■ **Problem description**
Report how many lines below contain the word "left", giving the number and no other words.

Dataset records:
use bevy::prelude::*;

/// Screen geometry of the canvas, measured in pixels from the top-left corner
/// with y growing downwards. The egui side panel sits to the right of it.
#[derive(Debug, Clone, Copy, PartialEq)]
pub struct Layout {
    pub width: f32,
    pub height: f32,
    pub panel_width: f32,
}

impl Layout {
    pub fn padding(&self) -> f32 {
        self.width / 24.0
    }

    /// Pendulum length, also the graph's vertical scale.
    pub fn arm_length(&self) -> f32 {
        self.width / 4.0 - self.padding() * 2.0
    }

    pub fn hang_point(&self) -> Vec2 {
        Vec2::new(self.width / 4.0, self.height / 2.0)
    }

    pub fn graph_origin(&self) -> Vec2 {
        Vec2::new(self.width / 2.0 + self.padding(), self.height / 2.0)
    }

    /// Number of samples the graph can show, one per pixel column.
    pub fn graph_capacity(&self) -> usize {
        (self.arm_length() * 2.0).max(0.0) as usize
    }

    /// Room left for the curve between the displacement axis and the right edge.
    pub fn graph_width(&self) -> f32 {
        self.width - self.padding() - self.graph_origin().x
    }

    pub fn window_size(&self) -> Vec2 {
        Vec2::new(self.width + self.panel_width, self.height)
    }

    /// Converts canvas pixels into world units of a 2d camera centred on the window.
    pub fn to_world(&self, screen: Vec2) -> Vec2 {
        let window = self.window_size();
        Vec2::new(screen.x - window.x / 2.0, window.y / 2.0 - screen.y)
    }

    /// Where the `index`-th history sample lands on the graph.
    pub fn graph_point(&self, index: usize, sample: f64) -> Vec2 {
        let origin = self.graph_origin();
        Vec2::new(
            origin.x + index as f32,
            origin.y - self.arm_length() * (sample as f32).sin(),
        )
    }

    /// Divider, time axis and displacement axis, as screen-space segments.
    pub fn axes(&self) -> [(Vec2, Vec2); 3] {
        let pad = self.padding();
        let arm = self.arm_length();
        let origin = self.graph_origin();
        [
            (
                Vec2::new(self.width / 2.0, 0.0),
                Vec2::new(self.width / 2.0, self.height),
            ),
            (origin, Vec2::new(self.width - pad, origin.y)),
            (
                Vec2::new(origin.x, origin.y - arm - pad),
                Vec2::new(origin.x, origin.y + arm + pad),
            ),
        ]
    }
}

#[cfg(test)]
mod tests {
    use super::*;

    fn layout() -> Layout {
        Layout {
            width: 960.0,
            height: 720.0,
            panel_width: 240.0,
        }
    }

    #[test]
    fn reproduces_reference_geometry() {
        let layout = layout();
        assert_eq!(layout.padding(), 40.0);
        assert_eq!(layout.arm_length(), 160.0);
        assert_eq!(layout.hang_point(), Vec2::new(240.0, 360.0));
        assert_eq!(layout.graph_origin(), Vec2::new(520.0, 360.0));
        assert_eq!(layout.graph_capacity(), 320);
        assert!(layout.graph_width() >= layout.graph_capacity() as f32);
    }

    #[test]
    fn world_origin_is_window_centre() {
        let layout = layout();
        assert_eq!(layout.to_world(Vec2::new(600.0, 360.0)), Vec2::ZERO);
        assert_eq!(layout.to_world(Vec2::new(0.0, 0.0)), Vec2::new(-600.0, 360.0));
    }

    #[test]
    fn graph_points_follow_sine_of_sample() {
        let layout = layout();
        assert_eq!(layout.graph_point(0, 0.0), Vec2::new(520.0, 360.0));

        let top = layout.graph_point(5, std::f64::consts::FRAC_PI_2);
        assert_eq!(top.x, 525.0);
        assert!((top.y - 200.0).abs() < 1e-3);
    }

    #[test]
    fn axes_span_the_graph() {
        let [divider, time, displacement] = layout().axes();
        assert_eq!(divider, (Vec2::new(480.0, 0.0), Vec2::new(480.0, 720.0)));
        assert_eq!(time, (Vec2::new(520.0, 360.0), Vec2::new(920.0, 360.0)));
        assert_eq!(
            displacement,
            (Vec2::new(520.0, 160.0), Vec2::new(520.0, 560.0))
        );
    }
}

■ **Response**
2